• **Dataset extract**:
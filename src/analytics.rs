//! Offline reports over the archive.
//!
//! These only consume `NormalizedRecord`s read back from the archive
//! store; chart rendering is left to whatever displays the numbers.

use std::collections::HashMap;

use chrono::{DateTime, FixedOffset, Timelike};

use crate::schema::NormalizedRecord;

/// Length of one activity window ("a month"), in seconds.
pub const MONTH_SECS: i64 = 2_628_000;

/// Columns of the activity heatmap (months per year).
pub const HEATMAP_COLS: usize = 12;

/// Offset at which archive times are read for hour-of-day charts.
const HOUR_CHART_OFFSET_SECS: i32 = -8 * 3600;

/// Message counts per consecutive `MONTH_SECS` window, starting at
/// the earliest record. Windows with no messages count as zero.
pub fn monthly_activity(records: &[NormalizedRecord]) -> Vec<u64> {
    let Some(start) = records.iter().map(|r| r.time).min() else {
        return Vec::new();
    };

    let mut counts: Vec<u64> = Vec::new();
    for record in records {
        let idx = ((record.time - start) / MONTH_SECS) as usize;
        if idx >= counts.len() {
            counts.resize(idx + 1, 0);
        }
        counts[idx] += 1;
    }
    counts
}

/// Reshapes monthly counts into rows of `HEATMAP_COLS`, padding the
/// last row with zeros.
pub fn heatmap_rows(counts: &[u64]) -> Vec<Vec<u64>> {
    counts
        .chunks(HEATMAP_COLS)
        .map(|chunk| {
            let mut row = chunk.to_vec();
            row.resize(HEATMAP_COLS, 0);
            row
        })
        .collect()
}

/// Messages per hour of day (index 0..24).
pub fn hourly_histogram(records: &[NormalizedRecord]) -> [u64; 24] {
    let mut hours = [0u64; 24];
    let Some(offset) = FixedOffset::east_opt(HOUR_CHART_OFFSET_SECS) else {
        return hours;
    };

    for record in records {
        if let Some(dt) = DateTime::from_timestamp(record.time, 0) {
            hours[dt.with_timezone(&offset).hour() as usize] += 1;
        }
    }
    hours
}

/// Messages per author, most active first; ties by name.
pub fn author_totals(records: &[NormalizedRecord]) -> Vec<(String, u64)> {
    let mut totals: HashMap<&str, u64> = HashMap::new();
    for record in records {
        *totals.entry(record.author.as_str()).or_default() += 1;
    }

    let mut sorted: Vec<(String, u64)> = totals
        .into_iter()
        .map(|(author, n)| (author.to_string(), n))
        .collect();
    sorted.sort_by(|a, b| b.1.cmp(&a.1).then_with(|| a.0.cmp(&b.0)));
    sorted
}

• **Exercise goal**: An exact copy of the lines above between the line holding "use std::collections::HashMap;" and the line holding "pub fn monthly_activity(records: &[NormalizedRecord])", inclusive, is the whole answer.

• **Solution**:
use std::collections::HashMap;

use chrono::{DateTime, FixedOffset, Timelike};

use crate::schema::NormalizedRecord;

/// Length of one activity window ("a month"), in seconds.
pub const MONTH_SECS: i64 = 2_628_000;

/// Columns of the activity heatmap (months per year).
pub const HEATMAP_COLS: usize = 12;

/// Offset at which archive times are read for hour-of-day charts.
const HOUR_CHART_OFFSET_SECS: i32 = -8 * 3600;

/// Message counts per consecutive `MONTH_SECS` window, starting at
/// the earliest record. Windows with no messages count as zero.
pub fn monthly_activity(records: &[NormalizedRecord]) -> Vec<u64> {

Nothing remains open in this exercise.